Single collision gas-surface vibrational energy transfer in reactive systems. Variation of initial energy distribution

Abstract

The initial vibrational energy distribution of molecules that collide with a hot surface has been varied. The effect of the variation on the collisional reaction probability (Pc) has been studied under single collision conditions. These experiments provide a more sensitive test of the relative suitability of various analytical forms for the collisional transition probability matrix P than has been achieved previously in earlier VEM experiments. The reaction system is the isomerization of cyclobutene to 1, 3-butadiene.
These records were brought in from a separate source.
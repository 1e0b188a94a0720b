//! Publish releases into a product feed

use std::io::{IsTerminal, Read};
use std::path::Path;
use std::process::Command;

use anyhow::{bail, Context, Result};
use chrono::Utc;

use super::output::Output;
use crate::domain::Product;
use crate::github::GithubRepo;
use crate::ingest;
use crate::storage::{Store, Upsert};

/// Input format accepted by `publish`
#[derive(Debug, Clone, Copy, PartialEq, Eq, Default, clap::ValueEnum)]
pub enum InputFormat {
    /// `cargo dist plan --output-format=json` manifest
    #[default]
    Dist,
    /// Ad-hoc release JSON (one record or `{"versions": [...]}`)
    Plain,
}

pub fn run(
    output: &Output,
    store: Option<&Path>,
    file: Option<&Path>,
    input: InputFormat,
    product: Option<&str>,
    github: Option<&str>,
) -> Result<()> {
    let store = Store::open_at(store)?;
    let repo: Option<GithubRepo> = github.map(|s| s.parse()).transpose()?;
    let payload = read_payload(output, file, input)?;

    let (product, releases) = match input {
        InputFormat::Dist => {
            output.verbose_ctx("publish", "Extracting version information...");
            let import = ingest::import_manifest(
                &payload,
                product,
                repo,
                store.config().github.owner.as_deref(),
                Utc::now(),
            )?;
            output.verbose_ctx("publish", &format!("Found app: {}", import.product));
            output.verbose_ctx(
                "publish",
                &format!("Found version: {}", import.release.version),
            );
            output.verbose_ctx(
                "publish",
                &format!("Found {} artifacts", import.release.artifacts.len()),
            );
            (import.product, vec![import.release])
        }
        InputFormat::Plain => {
            let product: Product = product
                .context("--product is required with --input plain")?
                .parse()?;
            let releases = ingest::releases_from_payload(&payload)?;
            output.verbose_ctx(
                "publish",
                &format!("Found {} release records", releases.len()),
            );
            (product, releases)
        }
    };

    let feed_store = store.feed(&product);
    let mut feed = feed_store.load()?;

    let mut added = 0;
    let mut merged = 0;
    let mut unchanged = 0;
    for release in releases {
        let version = release.version.clone();
        match feed.upsert(release) {
            Upsert::Added => added += 1,
            Upsert::Merged => {
                output.verbose_ctx(
                    "publish",
                    &format!("Version {} already exists, merging artifacts", version),
                );
                merged += 1;
            }
            Upsert::Unchanged => unchanged += 1,
        }
    }

    if feed.is_dirty() {
        output.verbose_ctx(
            "publish",
            &format!("Updating {}...", feed_store.path().display()),
        );
        feed_store.save(&feed)?;
    } else {
        output.verbose_ctx("publish", "Feed already up to date, nothing to write");
    }

    let feed_path = store
        .relative_path(feed_store.path())
        .unwrap_or_else(|| feed_store.path().to_path_buf());

    if output.is_json() {
        output.data(&serde_json::json!({
            "product": product.as_str(),
            "feed": feed_path.display().to_string(),
            "added": added,
            "merged": merged,
            "unchanged": unchanged,
        }));
    } else {
        output.success(&format!(
            "Published {}: {} added, {} merged, {} unchanged",
            product, added, merged, unchanged
        ));
    }

    Ok(())
}

/// Reads the input from a file, from piped stdin, or by running
/// `cargo dist plan` when stdin is a terminal
fn read_payload(output: &Output, file: Option<&Path>, input: InputFormat) -> Result<String> {
    if let Some(path) = file {
        output.verbose_ctx("publish", &format!("Reading {}", path.display()));
        return std::fs::read_to_string(path)
            .with_context(|| format!("Failed to read {}", path.display()));
    }

    let mut stdin = std::io::stdin();
    if stdin.is_terminal() {
        return match input {
            InputFormat::Dist => {
                output.verbose_ctx("publish", "Running cargo dist plan...");
                run_cargo_dist_plan()
            }
            InputFormat::Plain => bail!("No input: pass a file or pipe the payload to stdin"),
        };
    }

    output.verbose_ctx("publish", "Reading manifest from stdin...");
    let mut payload = String::new();
    stdin
        .read_to_string(&mut payload)
        .context("Failed to read stdin")?;
    Ok(payload)
}

fn run_cargo_dist_plan() -> Result<String> {
    let result = Command::new("cargo")
        .args(["dist", "plan", "--output-format=json"])
        .output()
        .context("Failed to run cargo dist plan")?;

    if !result.status.success() {
        bail!(
            "cargo dist plan failed: {}",
            String::from_utf8_lossy(&result.stderr).trim()
        );
    }

    String::from_utf8(result.stdout).context("cargo dist plan printed invalid UTF-8")
}
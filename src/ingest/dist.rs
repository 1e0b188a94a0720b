//! cargo-dist plan manifest ingestion
//!
//! Maps the JSON printed by `cargo dist plan --output-format=json`
//! onto a release record. The manifest lists artifact file names per
//! app; download URLs are reconstructed from the GitHub repository
//! and the announcement tag, and each artifact points at the sibling
//! `.sha256` file cargo-dist publishes next to it.

use anyhow::{bail, Context, Result};
use chrono::{DateTime, Utc};
use regex_lite::Regex;
use serde::Deserialize;

use crate::domain::{
    archive_format_for, platform_for, Artifact, Checksum, Product, Release, Version,
};
use crate::github::GithubRepo;

#[derive(Debug, Deserialize)]
struct DistManifest {
    announcement_tag: Option<String>,
    announcement_github_body: Option<String>,
    #[serde(default)]
    releases: Vec<DistRelease>,
}

#[derive(Debug, Deserialize)]
struct DistRelease {
    app_name: String,
    #[serde(default)]
    artifacts: Vec<String>,
}

/// A release extracted from a dist manifest, with the product and
/// repository it resolved to
#[derive(Debug)]
pub struct DistImport {
    pub product: Product,
    pub repo: GithubRepo,
    pub release: Release,
}

/// Extracts a release record from a dist plan manifest.
///
/// The app is selected by `product` when given, else the manifest's
/// first release. The repository comes from `repo` when given, else
/// from the first download URL in the announcement body, else from
/// `fallback_owner` with the app name as the repository.
pub fn import_manifest(
    manifest: &str,
    product: Option<&str>,
    repo: Option<GithubRepo>,
    fallback_owner: Option<&str>,
    date: DateTime<Utc>,
) -> Result<DistImport> {
    let manifest: DistManifest =
        serde_json::from_str(manifest).context("Malformed dist manifest")?;

    let dist_release = match product {
        Some(name) => manifest
            .releases
            .iter()
            .find(|r| r.app_name == name)
            .with_context(|| format!("No app named '{}' in the dist manifest", name))?,
        None => manifest
            .releases
            .first()
            .context("No releases found in manifest")?,
    };

    let product: Product = dist_release.app_name.parse()?;
    let version: Version = manifest
        .announcement_tag
        .as_deref()
        .context("Dist manifest has no announcement tag (pass --tag to cargo dist plan)")?
        .parse()?;

    let repo = repo
        .or_else(|| repo_from_body(manifest.announcement_github_body.as_deref()))
        .or_else(|| fallback_owner.map(|owner| GithubRepo::new(owner, product.as_str())))
        .context("Could not determine the GitHub repository; pass --github OWNER/REPO")?;

    let mut artifacts = Vec::new();
    for name in &dist_release.artifacts {
        if let Some(platform) = platform_for(name, &product) {
            let url = format!(
                "https://github.com/{}/{}/releases/download/{}/{}",
                repo.owner, repo.repo, version, name
            );
            artifacts.push(Artifact {
                platform,
                variant: None,
                sha256: Checksum::Url(format!("{}.sha256", url)),
                url,
                archive_format: archive_format_for(name).to_string(),
            });
        }
    }

    if artifacts.is_empty() {
        bail!("No release artifacts for app '{}' in the dist manifest", product);
    }

    let mut release = Release::new(version, date, artifacts);
    release.sort_artifacts();
    release.normalize()?;

    Ok(DistImport {
        product,
        repo,
        release,
    })
}

/// Pulls `owner/repo` out of the first release-download URL in the
/// announcement body
fn repo_from_body(body: Option<&str>) -> Option<GithubRepo> {
    let re = Regex::new(r"https://github\.com/([^/]+)/([^/]+)/releases/download/").unwrap();
    let caps = re.captures(body?)?;
    Some(GithubRepo::new(&caps[1], &caps[2]))
}
//! Output formatting for CLI commands

use serde::Serialize;

/// Output format
#[derive(Debug, Clone, Copy, PartialEq, Eq, Default, clap::ValueEnum)]
pub enum OutputFormat {
    #[default]
    Text,
    Json,
}

/// Output helper for consistent formatting
pub struct Output {
    format: OutputFormat,
    verbose: bool,
}

impl Output {
    pub fn new(format: OutputFormat, verbose: bool) -> Self {
        Self { format, verbose }
    }

    /// Prints a success message
    pub fn success(&self, message: &str) {
        match self.format {
            OutputFormat::Text => println!("{}", message),
            OutputFormat::Json => {
                println!(
                    "{}",
                    serde_json::json!({
                        "success": true,
                        "message": message
                    })
                );
            }
        }
    }

    /// Prints structured data
    pub fn data<T: Serialize>(&self, data: &T) {
        match self.format {
            OutputFormat::Text => {
                // For text format, we expect the caller to handle it
                // This is a fallback that pretty-prints JSON
                if let Ok(json) = serde_json::to_string_pretty(data) {
                    println!("{}", json);
                }
            }
            OutputFormat::Json => {
                if let Ok(json) = serde_json::to_string(data) {
                    println!("{}", json);
                }
            }
        }
    }

    /// Returns true if using JSON format
    pub fn is_json(&self) -> bool {
        self.format == OutputFormat::Json
    }

    /// Prints a verbose debug message (only when --verbose is set)
    pub fn verbose(&self, message: &str) {
        if self.verbose {
            eprintln!("[verbose] {}", message);
        }
    }

    /// Prints a verbose debug message with context (only when --verbose is set)
    pub fn verbose_ctx(&self, context: &str, message: &str) {
        if self.verbose {
            eprintln!("[verbose:{}] {}", context, message);
        }
    }
}
//! Release records and artifact merging
//!
//! A release is one line of a product feed: a version, its publication
//! date, and the downloadable artifacts. Artifacts are keyed by
//! platform + variant; republishing a version unions artifact lists
//! under that key, with the incoming side winning conflicts.

use chrono::{DateTime, Utc};
use serde::{Deserialize, Serialize};
use std::fmt;
use std::str::FromStr;
use thiserror::Error;

use super::{Product, Version};

/// Variant label used when an artifact has no explicit variant
pub const DEFAULT_VARIANT: &str = "default";

#[derive(Debug, Error, PartialEq)]
pub enum ReleaseError {
    #[error("Release {0} has no artifacts")]
    NoArtifacts(Version),

    #[error("Release {version} lists {platform}/{variant} twice with different data")]
    ConflictingArtifacts {
        version: Version,
        platform: String,
        variant: String,
    },

    #[error("Artifact for {0} has an empty URL")]
    EmptyUrl(String),

    #[error("Invalid checksum '{0}': expected a hex digest or an http(s) URL")]
    InvalidChecksum(String),
}

/// A sha256 reference: either the digest itself or a URL publishing it
///
/// Digests are kept exactly as given; classification happens once at
/// parse time so the rest of the code can match on the kind.
#[derive(Debug, Clone, PartialEq, Eq, Serialize, Deserialize)]
#[serde(try_from = "String", into = "String")]
pub enum Checksum {
    Digest(String),
    Url(String),
}

impl Checksum {
    pub fn as_str(&self) -> &str {
        match self {
            Self::Digest(s) | Self::Url(s) => s,
        }
    }

    pub fn is_url(&self) -> bool {
        matches!(self, Self::Url(_))
    }
}

impl fmt::Display for Checksum {
    fn fmt(&self, f: &mut fmt::Formatter<'_>) -> fmt::Result {
        write!(f, "{}", self.as_str())
    }
}

impl FromStr for Checksum {
    type Err = ReleaseError;

    fn from_str(s: &str) -> Result<Self, Self::Err> {
        let s = s.trim();
        if s.starts_with("http://") || s.starts_with("https://") {
            return Ok(Self::Url(s.to_string()));
        }
        if !s.is_empty() && s.chars().all(|c| c.is_ascii_hexdigit()) {
            return Ok(Self::Digest(s.to_string()));
        }
        Err(ReleaseError::InvalidChecksum(s.to_string()))
    }
}

impl TryFrom<String> for Checksum {
    type Error = ReleaseError;

    fn try_from(value: String) -> Result<Self, Self::Error> {
        value.parse()
    }
}

impl From<Checksum> for String {
    fn from(checksum: Checksum) -> Self {
        match checksum {
            Checksum::Digest(s) | Checksum::Url(s) => s,
        }
    }
}

/// One downloadable build output of a release
#[derive(Debug, Clone, PartialEq, Eq, Serialize, Deserialize)]
pub struct Artifact {
    /// Target platform, usually a target triple
    pub platform: String,

    /// Build variant within the platform; absent means the default build
    #[serde(default, skip_serializing_if = "Option::is_none")]
    pub variant: Option<String>,

    /// Download URL of the archive
    pub url: String,

    /// Archive packaging (`tar.gz`, `zip`, `unknown`)
    pub archive_format: String,

    /// Checksum digest, or the URL of the published checksum file
    pub sha256: Checksum,
}

impl Artifact {
    /// The variant, or the default label when none is set
    pub fn variant_label(&self) -> &str {
        self.variant.as_deref().unwrap_or(DEFAULT_VARIANT)
    }

    /// Merge key: artifacts are unique per platform + variant
    pub fn key(&self) -> (&str, &str) {
        (self.platform.as_str(), self.variant_label())
    }
}

/// One released version of a product with its artifacts
#[derive(Debug, Clone, PartialEq, Serialize, Deserialize)]
pub struct Release {
    pub version: Version,
    pub date: DateTime<Utc>,
    pub artifacts: Vec<Artifact>,
}

impl Release {
    pub fn new(version: Version, date: DateTime<Utc>, artifacts: Vec<Artifact>) -> Self {
        Self {
            version,
            date,
            artifacts,
        }
    }

    /// Validates the record and collapses exact duplicate artifacts.
    ///
    /// Two artifacts under the same platform + variant key with
    /// different data make the record ambiguous and are rejected.
    pub fn normalize(&mut self) -> Result<(), ReleaseError> {
        if self.artifacts.is_empty() {
            return Err(ReleaseError::NoArtifacts(self.version.clone()));
        }

        let artifacts = std::mem::take(&mut self.artifacts);
        let mut kept: Vec<Artifact> = Vec::with_capacity(artifacts.len());

        for artifact in artifacts {
            if artifact.url.is_empty() {
                return Err(ReleaseError::EmptyUrl(artifact.platform));
            }
            match kept.iter().position(|k| k.key() == artifact.key()) {
                Some(i) if kept[i] == artifact => {}
                Some(_) => {
                    return Err(ReleaseError::ConflictingArtifacts {
                        version: self.version.clone(),
                        variant: artifact.variant_label().to_string(),
                        platform: artifact.platform,
                    });
                }
                None => kept.push(artifact),
            }
        }

        self.artifacts = kept;
        Ok(())
    }

    /// Unions `incoming`'s artifacts into this release.
    ///
    /// Keyed by platform + variant: new keys are appended in incoming
    /// order, existing keys are replaced when the incoming artifact
    /// differs. The original publication date is kept. Returns true
    /// when anything changed.
    pub fn merge_artifacts(&mut self, incoming: &Release) -> bool {
        let mut changed = false;
        for artifact in &incoming.artifacts {
            match self.artifacts.iter_mut().find(|a| a.key() == artifact.key()) {
                Some(existing) => {
                    if *existing != *artifact {
                        *existing = artifact.clone();
                        changed = true;
                    }
                }
                None => {
                    self.artifacts.push(artifact.clone());
                    changed = true;
                }
            }
        }
        changed
    }

    /// Sorts artifacts by platform then variant; used by adapters that
    /// generate records so output order is stable
    pub fn sort_artifacts(&mut self) {
        self.artifacts.sort_by(|a, b| a.key().cmp(&b.key()));
    }
}

/// Archive format inferred from an artifact file name
pub fn archive_format_for(name: &str) -> &'static str {
    if name.ends_with(".tar.gz") {
        "tar.gz"
    } else if name.ends_with(".zip") {
        "zip"
    } else {
        "unknown"
    }
}

/// Extracts the platform from a `{product}-{platform}.tar.gz|zip`
/// artifact name. Anything else (checksum files, installer scripts,
/// source tarballs, other products) yields None.
pub fn platform_for(name: &str, product: &Product) -> Option<String> {
    let rest = name.strip_prefix(product.as_str())?.strip_prefix('-')?;
    let platform = rest
        .strip_suffix(".tar.gz")
        .or_else(|| rest.strip_suffix(".zip"))?;
    if platform.is_empty() {
        return None;
    }
    Some(platform.to_string())
}
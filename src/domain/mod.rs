//! Domain models for the versions CLI
//!
//! Contains the record types and merge logic without any I/O concerns.

mod release;
mod version;

pub use release::{
    archive_format_for, platform_for, Artifact, Checksum, Release, ReleaseError, DEFAULT_VARIANT,
};
pub use version::{Product, ProductError, Version, VersionError};
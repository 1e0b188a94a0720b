//! Versions CLI - append-only release-metadata feeds for product downloads
//!
//! Versions manages a store of per-product ndjson feeds, one release
//! record per line. Releases come from `cargo dist plan` manifests,
//! from ad-hoc JSON payloads, or from backfilling a product's
//! published GitHub releases.

pub mod domain;
pub mod storage;
pub mod ingest;
pub mod github;
pub mod cli;

pub use domain::{Artifact, Checksum, Product, Release, Version};
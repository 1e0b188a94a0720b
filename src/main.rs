//! Versions CLI - append-only release feeds for product download metadata

use std::process::ExitCode;

fn main() -> ExitCode {
    if let Err(e) = versions_cli::cli::run() {
        eprintln!("Error: {:#}", e);
        ExitCode::FAILURE
    } else {
        ExitCode::SUCCESS
    }
}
A seasoned fused quartz surface was used over the temperature range Tr = 600–900 K. Variation of the initial vibrational energy population vector of cyclobutene molecules was made by change of their initial temperature Tc in the range 273–620 K. The experimental collisional efficiency β1 declined from 0.31 to 0.013 over the combination temperature ranges Tr, Tc = 600,500 to 900,273. Stochastic models of the vibrational transition probability were fitted to the data and provided values for the average amount of energy (<ΔE′≳E0) transferred from the hot molecules in a down transition from the threshold energy level E0; Gaussian or Boltzmann exponential forms of P prove to be the most suitable to fit the data. Calculated values, <ΔE′≳E0 on the basis of a Gaussian function model for P declined from 5600 to 3700 cm−1 with increase in the surface temperature from 600 to 900 K.